Hoptroff, the London-based makers of the intricate insides of personal timepieces, have teamed up with time techies Symmetricom to make what they call the No 10, "the world's first atomic-powered pocket watch".
Hoptroff says it's the most accurate movement ever, losing one and a half seconds every thousand years -- that's 240,000 times more accurate than Big Ben.
Not to be confused with your common or garden watch that might achieve that kind of millenial accuracy by simply receiving a radio signal from a central atomic clock -- like this Hammacher Schlemmer effort -- the No 10 has all the gubbins it needs to do the job itself.
Indeed, Symmetricon developed the chip-scale atomic clock system for the US military, which needed self-reliant super-accurate timepieces in case of signal jamming. And because of the scary stuff inside it, you'll be subject to security clearances before you can buy one.
The movement contains a tiny caesium gas chamber inside a temperature-controlled oven, with a laser to activate the radioactive atoms and a microwave resonator to measure their atomic transitions -- their half-life -- in order to measure time.
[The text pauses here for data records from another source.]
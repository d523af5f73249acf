use std::fs::File;
use std::io::{BufWriter, Write};
use std::path::Path;

use anyhow::{Context, Result};
use serde::Serialize;

use super::model::Dataset;

/// Write the table as CSV with a header row.
pub fn write_csv(dataset: &Dataset, path: &Path) -> Result<()> {
    let file = File::create(path).with_context(|| format!("creating {}", path.display()))?;
    write_csv_to(dataset, file).with_context(|| format!("writing CSV {}", path.display()))
}

/// Write the table as CSV into any writer.
pub fn write_csv_to<W: Write>(dataset: &Dataset, out: W) -> Result<()> {
    let mut writer = csv::Writer::from_writer(out);
    writer.write_record(&dataset.column_names)?;
    for row in &dataset.rows {
        writer.write_record(row.iter().map(|cell| cell.to_field()))?;
    }
    writer.flush()?;
    Ok(())
}

/// Serialize `value` as compact JSON.
pub fn write_json<T: Serialize + ?Sized>(value: &T, path: &Path) -> Result<()> {
    let file = File::create(path).with_context(|| format!("creating {}", path.display()))?;
    let mut out = BufWriter::new(file);
    serde_json::to_writer(&mut out, value).context("serializing JSON")?;
    out.flush().context("flushing JSON output")?;
    Ok(())
}
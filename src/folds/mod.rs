//! Fold layer: group keys, partitioning and the serializable report.
//!
//! ```text
//!   Dataset -> groups -> keys -> partition -> Partition -> report -> FoldReport
//! ```

pub mod groups;
pub mod partition;
pub mod report;

pub use groups::{GroupSource, stable_order};
pub use partition::{DEFAULT_N_SPLITS, GroupKFold, Partition};
pub use report::{FoldIndices, FoldReport};
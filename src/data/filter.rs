use std::collections::BTreeSet;

use super::model::{CellValue, Dataset};

// ---------------------------------------------------------------------------
// Column selection
// ---------------------------------------------------------------------------

/// Whether a column name reads as a number, e.g. `"400"` or `"401.5"`.
pub fn is_numeric_column_name(name: &str) -> bool {
    name.trim().parse::<f64>().is_ok()
}

/// Spectral (feature) columns: numeric names not listed in `excluded`.
///
/// Exclusions compare against the names exactly as given.
pub fn spectral_columns<'a>(dataset: &'a Dataset, excluded: &[&str]) -> Vec<&'a str> {
    let excluded: BTreeSet<&str> = excluded.iter().copied().collect();
    dataset
        .column_names
        .iter()
        .map(String::as_str)
        .filter(|name| !excluded.contains(name) && is_numeric_column_name(name))
        .collect()
}

// ---------------------------------------------------------------------------
// Row selection
// ---------------------------------------------------------------------------

/// Indices of rows whose group key is present.
pub fn labeled_indices(keys: &[CellValue]) -> Vec<usize> {
    keys.iter()
        .enumerate()
        .filter(|(_, key)| !key.is_missing())
        .map(|(i, _)| i)
        .collect()
}
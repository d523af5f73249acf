use thiserror::Error;

/// Errors raised by interval binning and fold partitioning.
#[derive(Debug, Error, Clone, PartialEq)]
pub enum DepthFoldError {
    /// Named column absent, even after case-insensitive lookup.
    #[error("column '{column}' not found; available: {available:?}")]
    MissingColumn {
        column: String,
        available: Vec<String>,
    },

    /// An interval entry is not a `[start, end]` pair of numbers, or the
    /// document is not a list at all (`index` is `None`).
    #[error(
        "invalid interval{}: {reason}; expected a list of [start, end] pairs",
        entry_suffix(.index)
    )]
    InvalidIntervalFormat {
        index: Option<usize>,
        reason: String,
    },

    /// Fold count out of range, too few groups, or an empty dataset.
    #[error("configuration error: {0}")]
    Configuration(String),
}

impl DepthFoldError {
    pub fn missing_column(column: impl Into<String>, available: &[String]) -> Self {
        Self::MissingColumn {
            column: column.into(),
            available: available.to_vec(),
        }
    }

    pub fn invalid_interval(index: usize, reason: impl Into<String>) -> Self {
        Self::InvalidIntervalFormat {
            index: Some(index),
            reason: reason.into(),
        }
    }

    pub fn invalid_interval_document(reason: impl Into<String>) -> Self {
        Self::InvalidIntervalFormat {
            index: None,
            reason: reason.into(),
        }
    }
}

fn entry_suffix(index: &Option<usize>) -> String {
    index.map_or_else(String::new, |i| format!(" at entry {i}"))
}

pub type Result<T> = std::result::Result<T, DepthFoldError>;

#[cfg(test)]
mod tests {
    use super::*;

    #[test]
    fn interval_errors_name_the_entry_when_known() {
        let entry = DepthFoldError::invalid_interval(3, "expected 2 elements, found 1");
        assert!(entry.to_string().starts_with("invalid interval at entry 3: expected 2"));

        let document = DepthFoldError::invalid_interval_document("top-level value is not a list");
        assert!(document.to_string().starts_with("invalid interval: top-level value"));
    }
}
"As far as we know it is the first time an atomic time source has been used in a pocket watch movement," boasts Richard Hoptroff, managing director of Hoptroff, "and it delights me that it was achieved right here in London, not Le Locle or Tokyo."
The movement has a staggering 28 dials, measuring useful things to know such as your longitude, latitude and humidity, and whether the mini nuclear reactor is about to tear a hole in your abdomen.